Fixed error in calculation of maximal skeleton path length.
The error was found by slyfox's fuzzer (a randomly-generated skeleton test).
The bug in the code was, apparently, too early modification of the state's
estimated maximal distance to the end states: the distance was set before
all of the state's children were processed, which resulted in aborting the
accumulation of distance from the remaining children, and, as a consequence,
shorter than necessary max distance for the root itself.
Ulya Trofimovich [Mon, 25 Jun 2018 21:42:33 +0000 (22:42 +0100)]
Fixed processing of #line directives in input files.
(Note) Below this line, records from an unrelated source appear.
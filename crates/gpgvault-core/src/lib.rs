//! # gpgvault-core
//!
//! Shared functionality for the gpgvault crates:
//!
//! - **Configuration**: loading, validation, and persistence of the JSON5 config file
//! - **Paths**: resolution of the vault base directory, keyring home, and database
//! - **Secrets**: a redacting string wrapper for the keyring passphrase

pub mod config;
pub mod env;
pub mod error;
pub mod paths;
pub mod secret;

// Re-exports for convenience
pub use config::Config;
pub use error::{ConfigError, Result};
pub use secret::SecretString;
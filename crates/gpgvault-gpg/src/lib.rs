//! OpenPGP engine orchestration for gpgvault.
//!
//! This crate provides the key pipeline in front of the external `gpg` binary:
//! - Key id normalization and fingerprint presentation
//! - Resolution of key ids via the local keyring or a keyserver
//! - Armored public-key encryption for a recipient set

pub mod command;
pub mod engine;
pub mod error;
pub mod fingerprint;
pub mod keyid;
pub mod keyring;
pub mod parse;
pub mod resolver;

pub use command::{GpgCommand, GpgOutput};
pub use engine::{is_armored_message, Gnupg, PGP_MESSAGE_HEADER};
pub use error::GpgError;
pub use fingerprint::{prettify_fingerprint, Fingerprint, NO_FINGERPRINT};
pub use keyid::{KeyId, KeyIdKind};
pub use keyring::{Encryptor, Keyring};
pub use parse::ImportResult;
pub use resolver::KeyResolver;

/// Result type for engine operations.
pub type Result<T> = std::result::Result<T, GpgError>;
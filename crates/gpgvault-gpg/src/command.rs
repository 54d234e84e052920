//! Invocation of the external `gpg` process.

use std::path::{Path, PathBuf};
use std::process::Stdio;
use std::time::{Duration, Instant};

use tokio::io::{AsyncRead, AsyncReadExt, AsyncWriteExt};
use tokio::process::Command;
use tokio::time::timeout;
use tracing::{debug, warn};

use crate::error::GpgError;
use crate::Result;

/// Default cap on captured stdout/stderr.
const DEFAULT_MAX_OUTPUT: usize = 16 * 1024 * 1024;

/// Output of a finished engine process.
#[derive(Debug, Clone)]
pub struct GpgOutput {
    /// Exit code (-1 when killed by a signal).
    pub exit_code: i32,

    /// Raw standard output.
    pub stdout: Vec<u8>,

    /// Standard error, lossily decoded.
    pub stderr: String,

    /// Wall time in milliseconds.
    pub duration_ms: u64,
}

impl GpgOutput {
    /// Check if the engine exited successfully.
    pub fn success(&self) -> bool {
        self.exit_code == 0
    }

    /// `[GNUPG:]` status lines, when `--status-fd 1` was requested.
    ///
    /// Lines are decoded one at a time. User ids are echoed in whatever
    /// encoding the key carries, so a line that is not UTF-8 is skipped
    /// without hiding the rest.
    pub fn status_lines(&self) -> impl Iterator<Item = &str> {
        self.stdout
            .split(|b| *b == b'\n')
            .filter_map(|line| std::str::from_utf8(line).ok())
            .map(|line| line.strip_suffix('\r').unwrap_or(line))
            .filter_map(|line| line.strip_prefix("[GNUPG:] "))
    }

    /// Last non-empty stderr line, for error messages.
    pub fn stderr_summary(&self) -> &str {
        self.stderr
            .lines()
            .rev()
            .map(str::trim)
            .find(|l| !l.is_empty())
            .unwrap_or("no diagnostic output")
    }
}

/// Runs the engine against one keyring home directory.
///
/// Every invocation gets `--homedir <home> --batch --no-tty` so it never
/// touches the operator's personal keyring or waits on a terminal.
#[derive(Debug, Clone)]
pub struct GpgCommand {
    binary: PathBuf,
    homedir: PathBuf,
    timeout: Duration,
    max_output_size: usize,
}

impl GpgCommand {
    /// Create a runner for `binary` using the keyring in `homedir`.
    pub fn new(binary: impl Into<PathBuf>, homedir: impl Into<PathBuf>) -> Self {
        Self {
            binary: binary.into(),
            homedir: homedir.into(),
            timeout: Duration::from_secs(30),
            max_output_size: DEFAULT_MAX_OUTPUT,
        }
    }

    /// Set the per-invocation timeout.
    pub fn with_timeout(mut self, timeout: Duration) -> Self {
        self.timeout = timeout;
        self
    }

    /// Set maximum captured output size.
    pub fn with_max_output_size(mut self, size: usize) -> Self {
        self.max_output_size = size;
        self
    }

    /// Keyring home directory.
    pub fn homedir(&self) -> &Path {
        &self.homedir
    }

    /// Run the engine with `args`, feeding `stdin` if given.
    ///
    /// A process that outlives the timeout is killed and reported as
    /// [`GpgError::Timeout`]. A non-zero exit is returned as output, not as
    /// an error; callers decide what a failure means for their operation.
    pub async fn run(&self, args: &[String], stdin: Option<Vec<u8>>) -> Result<GpgOutput> {
        let start = Instant::now();

        match timeout(self.timeout, self.spawn_and_collect(args, stdin)).await {
            Ok(Ok(mut output)) => {
                output.duration_ms = start.elapsed().as_millis() as u64;
                debug!(
                    exit_code = output.exit_code,
                    duration_ms = output.duration_ms,
                    "gpg finished"
                );
                Ok(output)
            }
            Ok(Err(e)) => Err(e),
            Err(_) => {
                warn!(timeout_secs = self.timeout.as_secs(), "gpg timed out");
                Err(GpgError::Timeout(self.timeout.as_secs()))
            }
        }
    }

    async fn spawn_and_collect(&self, args: &[String], stdin: Option<Vec<u8>>) -> Result<GpgOutput> {
        debug!(binary = %self.binary.display(), ?args, "running gpg");

        let mut cmd = Command::new(&self.binary);
        cmd.arg("--homedir")
            .arg(&self.homedir)
            .args(["--batch", "--no-tty"])
            .args(args)
            .stdin(if stdin.is_some() {
                Stdio::piped()
            } else {
                Stdio::null()
            })
            .stdout(Stdio::piped())
            .stderr(Stdio::piped())
            .kill_on_drop(true);

        let mut child = cmd.spawn().map_err(|e| {
            GpgError::execution_failed(format!(
                "failed to spawn {}: {}",
                self.binary.display(),
                e
            ))
        })?;

        // Feed stdin concurrently with draining the pipes so large payloads
        // cannot deadlock against a full stdout buffer.
        let writer = match (child.stdin.take(), stdin) {
            (Some(mut pipe), Some(input)) => Some(tokio::spawn(async move {
                let result = pipe.write_all(&input).await;
                drop(pipe);
                result
            })),
            _ => None,
        };

        let (stdout, stderr) = tokio::join!(
            read_stream(child.stdout.take(), self.max_output_size),
            read_stream(child.stderr.take(), self.max_output_size),
        );

        let status = child.wait().await.map_err(|e| {
            GpgError::execution_failed(format!("failed to wait for gpg: {}", e))
        })?;

        if let Some(writer) = writer {
            match writer.await {
                Ok(Ok(())) => {}
                // The engine may exit before consuming all input; its exit
                // status is the authoritative result.
                Ok(Err(e)) => debug!("gpg stdin closed early: {}", e),
                Err(e) => warn!("gpg stdin writer panicked: {}", e),
            }
        }

        Ok(GpgOutput {
            exit_code: status.code().unwrap_or(-1),
            stdout,
            stderr: String::from_utf8_lossy(&stderr).into_owned(),
            duration_ms: 0, // Set by caller
        })
    }
}

/// Read an async stream to the end, keeping at most `max_size` bytes.
async fn read_stream(handle: Option<impl AsyncRead + Unpin>, max_size: usize) -> Vec<u8> {
    let Some(mut handle) = handle else {
        return Vec::new();
    };

    let mut output = Vec::new();
    let mut buf = [0u8; 8192];

    loop {
        match handle.read(&mut buf).await {
            Ok(0) => break,
            Ok(n) => {
                // Keep draining past the cap so the child never blocks on a full pipe
                let room = max_size.saturating_sub(output.len());
                output.extend_from_slice(&buf[..n.min(room)]);
            }
            Err(e) => {
                warn!("Error reading gpg stream: {}", e);
                break;
            }
        }
    }

    output
}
The correct behaviour was broken somewhere in between 0.16 and 1.0:
re2c was forgetting to output the chunk of input file that precedes
the #line directive.
Ulya Trofimovich [Thu, 10 Aug 2017 12:25:07 +0000 (13:25 +0100)]
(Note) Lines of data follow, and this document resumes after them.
//! Owner-scoped vault records.

use std::fmt;

use chrono::{DateTime, Utc};
use gpgvault_gpg::{prettify_fingerprint, Fingerprint};
use serde::{Deserialize, Serialize};
use uuid::Uuid;

use crate::error::{Result, VaultError};

/// Maximum length of an item's display name, in characters.
pub const MAX_ITEM_NAME_LEN: usize = 254;

/// External account that owns keys and items.
#[derive(Debug, Clone, Copy, PartialEq, Eq, Hash, PartialOrd, Ord, Serialize, Deserialize)]
#[serde(transparent)]
pub struct OwnerId(pub i64);

impl fmt::Display for OwnerId {
    fn fmt(&self, f: &mut fmt::Formatter<'_>) -> fmt::Result {
        write!(f, "{}", self.0)
    }
}

impl From<i64> for OwnerId {
    fn from(id: i64) -> Self {
        Self(id)
    }
}

/// A public key an owner trusts as an encryption recipient.
///
/// Each owner keeps an independent record even when several owners register
/// the same public key.
#[derive(Debug, Clone, PartialEq, Eq, Serialize, Deserialize)]
pub struct Key {
    pub uuid: Uuid,
    pub owner: OwnerId,
    pub fingerprint: Fingerprint,
    pub created_at: DateTime<Utc>,
    pub updated_at: DateTime<Utc>,
}

impl Key {
    /// Create a key record for a freshly resolved fingerprint.
    pub fn new(owner: OwnerId, fingerprint: Fingerprint) -> Self {
        let now = Utc::now();
        Self {
            uuid: Uuid::new_v4(),
            owner,
            fingerprint,
            created_at: now,
            updated_at: now,
        }
    }
}

impl fmt::Display for Key {
    fn fmt(&self, f: &mut fmt::Formatter<'_>) -> fmt::Result {
        f.write_str(&prettify_fingerprint(Some(&self.fingerprint)))
    }
}

/// A stored secret. `value` is ciphertext unless the writer asserted it
/// already was.
#[derive(Clone, PartialEq, Eq, Serialize, Deserialize)]
pub struct Item {
    pub uuid: Uuid,
    pub owner: OwnerId,
    pub name: String,
    #[serde(with = "crate::codec::base64_bytes")]
    pub value: Vec<u8>,
    pub created_at: DateTime<Utc>,
    pub updated_at: DateTime<Utc>,
}

impl Item {
    /// Create an item record; `value` must already be sealed.
    pub fn new(owner: OwnerId, name: impl Into<String>, value: Vec<u8>) -> Self {
        let now = Utc::now();
        Self {
            uuid: Uuid::new_v4(),
            owner,
            name: name.into(),
            value,
            created_at: now,
            updated_at: now,
        }
    }
}

// Values stay out of logs even when they are ciphertext
impl fmt::Debug for Item {
    fn fmt(&self, f: &mut fmt::Formatter<'_>) -> fmt::Result {
        f.debug_struct("Item")
            .field("uuid", &self.uuid)
            .field("owner", &self.owner)
            .field("name", &self.name)
            .field("value", &format_args!("[{} bytes]", self.value.len()))
            .field("created_at", &self.created_at)
            .field("updated_at", &self.updated_at)
            .finish()
    }
}

impl fmt::Display for Item {
    fn fmt(&self, f: &mut fmt::Formatter<'_>) -> fmt::Result {
        f.write_str(&self.name)
    }
}

/// Request to store a new item.
pub struct NewItem {
    /// Display label.
    pub name: String,

    /// Plaintext, or ciphertext when `already_encrypted` is set.
    pub value: Vec<u8>,

    /// Caller asserts `value` is already ciphertext; it is stored verbatim.
    pub already_encrypted: bool,
}

impl NewItem {
    /// A plaintext value to be encrypted for the owner's keys.
    pub fn plaintext(name: impl Into<String>, value: impl Into<Vec<u8>>) -> Self {
        Self {
            name: name.into(),
            value: value.into(),
            already_encrypted: false,
        }
    }

    /// A value the caller already encrypted.
    pub fn encrypted(name: impl Into<String>, value: impl Into<Vec<u8>>) -> Self {
        Self {
            name: name.into(),
            value: value.into(),
            already_encrypted: true,
        }
    }
}

/// Request to replace an item's value (and optionally its name).
pub struct ItemUpdate {
    /// New display label, if renaming.
    pub name: Option<String>,

    /// Replacement value.
    pub value: Vec<u8>,

    /// Caller asserts `value` is already ciphertext.
    pub already_encrypted: bool,
}

impl ItemUpdate {
    /// Replace the value with plaintext to be encrypted.
    pub fn plaintext(value: impl Into<Vec<u8>>) -> Self {
        Self {
            name: None,
            value: value.into(),
            already_encrypted: false,
        }
    }

    /// Replace the value with caller-supplied ciphertext.
    pub fn encrypted(value: impl Into<Vec<u8>>) -> Self {
        Self {
            name: None,
            value: value.into(),
            already_encrypted: true,
        }
    }

    /// Also rename the item.
    pub fn with_name(mut self, name: impl Into<String>) -> Self {
        self.name = Some(name.into());
        self
    }
}

/// Validate an item display name.
pub fn validate_item_name(name: &str) -> Result<()> {
    if name.trim().is_empty() {
        return Err(VaultError::Validation(
            "name must not be empty".to_string(),
        ));
    }
    let len = name.chars().count();
    if len > MAX_ITEM_NAME_LEN {
        return Err(VaultError::Validation(format!(
            "name exceeds maximum length of {MAX_ITEM_NAME_LEN} characters ({len})"
        )));
    }
    Ok(())
}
Leave the definition of 'yynmatch' and 'yypmatch' to the user.
With '--posix-captures' RE2C stores submatch results in 'yynmatch'
(the total number of capturing groups for the matching rule) and
'yypmatch' (an array of submatch values for each group).
These variables should be user-defined, so that users can override
default implementation (e.g. make 'yypmatch' an array of integer
offsets rather than an array of pointers). Overriding is only possible
with generic API: if default API is used, then RE2C can autogenerate
'yynmatch' and 'yypmatch' (and so it did prior to this commit).
However, it is better to have the same behavior with both APIs; also,
it is coherent with '--tags' option (RE2C leaves tag definition to
the user).
Path length were initialized with 0 instead 'DIST_ERROR', which caused
incorrect calculation of maximal path length. This in turn caused errors
in estimating the number of byted necessary to hold keys during data
generation in skeleton. The resulting keys were one-byte while maximal
path length was more than one byte, which (fortunately!) caused runtime
errors in skeleton programs.
Example of program that caused skeleton error:
/*!re2c
(@t [\x00] [^]{5,6})* {}
*/
The error was hidden for so long because in practice inputs that need
more than one-byte keys are rare, and fuzzer sets 'ulimit -t 10' when
running re2c, so most of such programs were simply aborted. Those that
were not aborted still had a chance of estimating key size correctly.
Makefile.am: use portable POSIX primitive to get directory name.
Use '$(@D)' instead of '$(dir $@)', as the latter requires secondary
expansion feature specific to GNU make; it causes build failures on
bmake.
'$(@D)', on the other hand, is a POSIX make feature documented e.g. in
http://pubs.opengroup.org/onlinepubs/9699919799/utilities/make.html
(section "Internal Macros").
Makefile.am: fixed other custom rules to avoid writing into unexistent directory.
The fixed rules do not presently trigger any build errors: target directory
is created by configure as it need to put autogenerated files doc/manpage.rst
and doc/help.rst in it.
However, this behaviour is occasional: if one removes the .in files, build
failure would be unmasked. So it makes sense to ensure that target directory
exists.
Ross Burton [Mon, 31 Jul 2017 14:43:41 +0000 (15:43 +0100)]
Makefile.am: create target directory before writing into it
In some situations src/parse/ may not exist before a file is copied into the
directory. Ensure that this doesn't happen by creating the directory first.
Don't assert that comparator arguments are non-equal.
Comparator is used in 'std::sort'.
All items in closure have unnique TNFA states, therefore we assumed
that the compared items must always be different. However, 'std::sort'
does not have this requirement and some implementations of it compare
the element with itself.
The removed assert caused crashes with old version of GCC (4.2).
Thanks to Sergei Trofimovich for debugging the issue.
Ross Burton [Mon, 31 Jul 2017 14:43:41 +0000 (15:43 +0100)]
Makefile.am: create target directory before writing into it
In some situations src/parse/ may not exist before a file is copied into the
directory. Ensure that this doesn't happen by creating the directory first.
With CXXFLAGS='-fsanitize=undefined' GCC complains about unaligned access:
if custom allocator is used to allocate structs or other alignment-sensitive
things, then it must take care of the alignment (for example, add padding
to all unaligned blocks of memory which it allocates).